- Data in this exercise:
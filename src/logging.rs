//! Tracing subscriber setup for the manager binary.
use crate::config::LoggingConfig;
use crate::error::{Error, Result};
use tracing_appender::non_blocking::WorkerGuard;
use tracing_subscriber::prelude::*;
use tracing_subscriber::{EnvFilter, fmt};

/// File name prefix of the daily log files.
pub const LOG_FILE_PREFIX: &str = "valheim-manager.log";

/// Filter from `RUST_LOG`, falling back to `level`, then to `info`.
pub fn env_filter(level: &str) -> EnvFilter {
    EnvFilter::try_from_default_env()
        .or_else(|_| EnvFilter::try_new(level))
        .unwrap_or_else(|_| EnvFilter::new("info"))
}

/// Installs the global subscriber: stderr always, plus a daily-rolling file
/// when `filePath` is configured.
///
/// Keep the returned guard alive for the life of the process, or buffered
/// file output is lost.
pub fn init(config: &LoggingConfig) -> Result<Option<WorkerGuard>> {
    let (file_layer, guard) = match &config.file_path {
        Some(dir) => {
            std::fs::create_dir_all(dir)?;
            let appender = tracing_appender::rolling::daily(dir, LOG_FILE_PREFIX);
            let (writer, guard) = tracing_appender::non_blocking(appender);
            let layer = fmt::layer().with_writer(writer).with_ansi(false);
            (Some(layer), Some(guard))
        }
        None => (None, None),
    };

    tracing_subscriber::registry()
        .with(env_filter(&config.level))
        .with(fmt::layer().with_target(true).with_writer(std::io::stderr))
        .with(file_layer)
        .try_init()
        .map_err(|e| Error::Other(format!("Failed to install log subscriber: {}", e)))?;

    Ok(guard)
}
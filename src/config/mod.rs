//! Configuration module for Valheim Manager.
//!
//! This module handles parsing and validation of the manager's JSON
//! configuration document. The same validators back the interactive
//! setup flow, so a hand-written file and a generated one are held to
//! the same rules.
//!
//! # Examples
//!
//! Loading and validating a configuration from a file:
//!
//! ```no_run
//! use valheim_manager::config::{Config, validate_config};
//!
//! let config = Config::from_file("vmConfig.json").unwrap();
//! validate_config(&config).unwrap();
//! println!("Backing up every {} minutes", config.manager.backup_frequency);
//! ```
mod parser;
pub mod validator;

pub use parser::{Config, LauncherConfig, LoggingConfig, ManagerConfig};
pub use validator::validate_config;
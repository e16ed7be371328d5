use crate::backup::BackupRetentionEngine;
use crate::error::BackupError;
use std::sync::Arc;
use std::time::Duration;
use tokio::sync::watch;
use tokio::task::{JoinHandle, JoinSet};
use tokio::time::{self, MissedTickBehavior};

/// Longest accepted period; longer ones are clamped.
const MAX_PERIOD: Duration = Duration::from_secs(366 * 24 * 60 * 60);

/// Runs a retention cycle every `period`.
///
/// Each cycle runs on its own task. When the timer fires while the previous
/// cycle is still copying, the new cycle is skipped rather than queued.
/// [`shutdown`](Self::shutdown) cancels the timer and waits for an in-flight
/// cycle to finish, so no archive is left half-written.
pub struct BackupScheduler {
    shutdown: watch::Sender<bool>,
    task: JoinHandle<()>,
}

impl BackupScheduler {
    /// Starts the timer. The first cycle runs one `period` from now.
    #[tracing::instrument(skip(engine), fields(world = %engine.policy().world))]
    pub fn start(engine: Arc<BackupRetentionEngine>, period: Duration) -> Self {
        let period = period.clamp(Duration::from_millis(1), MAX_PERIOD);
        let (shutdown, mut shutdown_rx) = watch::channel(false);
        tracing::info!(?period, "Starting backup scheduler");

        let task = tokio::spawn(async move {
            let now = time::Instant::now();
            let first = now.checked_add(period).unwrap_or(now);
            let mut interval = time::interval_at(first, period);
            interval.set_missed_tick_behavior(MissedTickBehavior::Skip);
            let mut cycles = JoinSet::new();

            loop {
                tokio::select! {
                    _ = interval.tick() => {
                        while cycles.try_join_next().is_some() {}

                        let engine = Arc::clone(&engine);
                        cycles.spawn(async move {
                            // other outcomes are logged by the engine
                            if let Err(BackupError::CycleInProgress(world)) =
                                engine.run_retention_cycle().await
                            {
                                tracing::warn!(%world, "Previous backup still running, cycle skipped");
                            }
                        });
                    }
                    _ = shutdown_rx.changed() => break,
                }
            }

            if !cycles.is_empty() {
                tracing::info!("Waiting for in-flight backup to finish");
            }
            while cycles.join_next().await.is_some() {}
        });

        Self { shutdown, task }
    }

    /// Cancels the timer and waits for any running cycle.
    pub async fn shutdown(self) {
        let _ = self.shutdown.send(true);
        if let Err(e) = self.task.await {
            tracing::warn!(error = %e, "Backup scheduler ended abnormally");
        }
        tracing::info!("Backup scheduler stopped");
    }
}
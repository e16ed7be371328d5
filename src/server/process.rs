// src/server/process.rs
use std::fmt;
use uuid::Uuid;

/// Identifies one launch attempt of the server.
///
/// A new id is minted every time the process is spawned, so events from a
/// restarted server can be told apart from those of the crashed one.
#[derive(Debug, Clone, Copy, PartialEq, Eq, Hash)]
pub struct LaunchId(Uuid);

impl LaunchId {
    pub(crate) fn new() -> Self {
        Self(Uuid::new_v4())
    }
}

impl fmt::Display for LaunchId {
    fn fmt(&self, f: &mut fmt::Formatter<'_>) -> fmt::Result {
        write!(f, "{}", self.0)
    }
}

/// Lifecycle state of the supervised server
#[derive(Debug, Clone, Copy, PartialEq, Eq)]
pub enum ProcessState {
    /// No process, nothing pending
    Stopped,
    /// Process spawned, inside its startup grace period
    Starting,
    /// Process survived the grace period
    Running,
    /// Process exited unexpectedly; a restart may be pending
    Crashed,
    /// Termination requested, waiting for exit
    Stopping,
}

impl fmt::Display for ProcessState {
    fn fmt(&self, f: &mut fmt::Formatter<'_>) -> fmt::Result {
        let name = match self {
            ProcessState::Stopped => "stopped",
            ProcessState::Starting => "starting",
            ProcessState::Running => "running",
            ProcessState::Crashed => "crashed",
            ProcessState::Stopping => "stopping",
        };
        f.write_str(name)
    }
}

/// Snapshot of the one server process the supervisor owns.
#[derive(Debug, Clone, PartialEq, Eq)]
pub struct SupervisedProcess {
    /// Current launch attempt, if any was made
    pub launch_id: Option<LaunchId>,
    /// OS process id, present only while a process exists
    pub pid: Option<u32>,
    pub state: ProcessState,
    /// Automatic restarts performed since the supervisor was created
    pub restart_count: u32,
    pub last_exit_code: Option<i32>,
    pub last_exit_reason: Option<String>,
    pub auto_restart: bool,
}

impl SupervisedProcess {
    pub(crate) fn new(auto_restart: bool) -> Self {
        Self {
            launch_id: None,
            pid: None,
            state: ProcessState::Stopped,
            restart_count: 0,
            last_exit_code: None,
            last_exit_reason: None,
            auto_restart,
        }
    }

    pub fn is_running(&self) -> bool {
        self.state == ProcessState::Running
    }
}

- Problem requirements:
Tally the lines in this material that hold the word "cycles", then reply with only the number.

- Expected answer:
5